Ia menegaskan bahwa Pemerintah Kota Batu siap mengambil peran dalam pemeliharaan jembatan agar manfaatnya dapat dirasakan dalam jangka panjang.
“Jembatan ini bukan hanya sarana penghubung fisik, tetapi juga simbol pengabdian, solidaritas, dan kepedulian sosial,” ujar Nurochman.
![]() |
| Pembina Vertical Rescue Indonesia, Letjen TNI (Purn) A.M. Putranto |
Sementara itu, Pembina Vertical Rescue Indonesia, Letjen TNI (Purn) A.M. Putranto, menjelaskan bahwa pembangunan jembatan dilakukan untuk mengatasi hambatan mobilitas yang selama ini dihadapi masyarakat. Dengan hadirnya jembatan tersebut, waktu tempuh warga menjadi lebih singkat sehingga aktivitas ekonomi, pendidikan, dan sosial dapat berjalan lebih efektif.

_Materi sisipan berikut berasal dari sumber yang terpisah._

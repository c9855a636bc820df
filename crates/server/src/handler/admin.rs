//! Diagnostics and failover controls.

use crate::AppState;
use axum::Json;
use axum::extract::{Path, Query, State};
use axum::response::IntoResponse;
use quizgate_core::error::GatewayError;
use serde::Deserialize;
use serde_json::json;

/// GET /api/admin/health
pub async fn health_status(State(state): State<AppState>) -> impl IntoResponse {
    let snapshot = state.registry.snapshot();
    let status = state
        .health
        .all_status(snapshot.all().iter().map(|p| p.name.as_str()));
    Json(status)
}

/// GET /api/admin/health/{name}
pub async fn proxy_health(
    State(state): State<AppState>,
    Path(name): Path<String>,
) -> Result<impl IntoResponse, GatewayError> {
    if state.registry.proxy(&name).is_none() {
        return Err(GatewayError::NotFound(format!("proxy '{name}'")));
    }
    Ok(Json(state.health.snapshot(&name)))
}

#[derive(Debug, Default, Deserialize)]
pub struct ResetParams {
    pub name: Option<String>,
}

/// POST /api/admin/health/reset[?name=]
pub async fn reset_health(
    State(state): State<AppState>,
    Query(params): Query<ResetParams>,
) -> impl IntoResponse {
    match params.name {
        Some(name) => {
            let reset = state.health.reset(&name);
            Json(json!({ "reset": reset, "name": name }))
        }
        None => Json(json!({ "reset": state.health.reset_all() })),
    }
}

/// POST /api/admin/failover/enable
pub async fn enable_failover(State(state): State<AppState>) -> impl IntoResponse {
    state.health.enable();
    Json(json!({ "enabled": true }))
}

/// POST /api/admin/failover/disable
pub async fn disable_failover(State(state): State<AppState>) -> impl IntoResponse {
    state.health.disable();
    Json(json!({ "enabled": false }))
}

/// POST /api/admin/failover/toggle
pub async fn toggle_failover(State(state): State<AppState>) -> impl IntoResponse {
    Json(json!({ "enabled": state.health.toggle() }))
}

/// GET /api/admin/proxies: pool summary without key material.
pub async fn proxies(State(state): State<AppState>) -> impl IntoResponse {
    Json(json!({
        "stats": state.registry.stats(),
        "models": state.registry.all_models(),
    }))
}

/// POST /api/admin/proxies/reload: re-read the config file and apply it
/// the same way a file change or SIGHUP does.
pub async fn reload_proxies(
    State(state): State<AppState>,
) -> Result<impl IntoResponse, GatewayError> {
    let count = state.reloader.reload()?;
    Ok(Json(json!({ "success": true, "proxies": count })))
}

/// GET /api/admin/config: settings the running components are using.
pub async fn runtime_config(State(state): State<AppState>) -> impl IntoResponse {
    let config = state.config.load();
    Json(json!({
        "access_token_set": config.access_token.is_some(),
        "proxy_url_set": config.proxy_url.is_some(),
        "health": state.health.config(),
        "failover_enabled": state.health.is_enabled(),
        "dispatch": state.dispatcher.config().as_ref(),
        "cache": config.cache,
        "probe": config.probe,
        "rate_limit": state.rate_limiter.config(),
        "proxies": state.registry.active_proxies().len(),
    }))
}

/// GET /api/admin/probes
pub async fn probes(State(state): State<AppState>) -> impl IntoResponse {
    Json(json!({ "probes": state.probes.all() }))
}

Ia berharap masyarakat dapat menjaga dan merawat fasilitas tersebut sebagai aset bersama yang memiliki nilai strategis bagi pembangunan daerah.
![]() |
| Jembatan sungai curah banteng |
Peresmian Jembatan Curah Banteng menjadi momentum penting dalam memperkuat paradigma pembangunan berbasis kolaborasi. Kehadirannya tidak hanya meningkatkan aksesibilitas wilayah, tetapi juga menjadi katalisator pertumbuhan ekonomi, peningkatan kualitas hidup masyarakat, serta penguatan modal sosial di Kota Batu.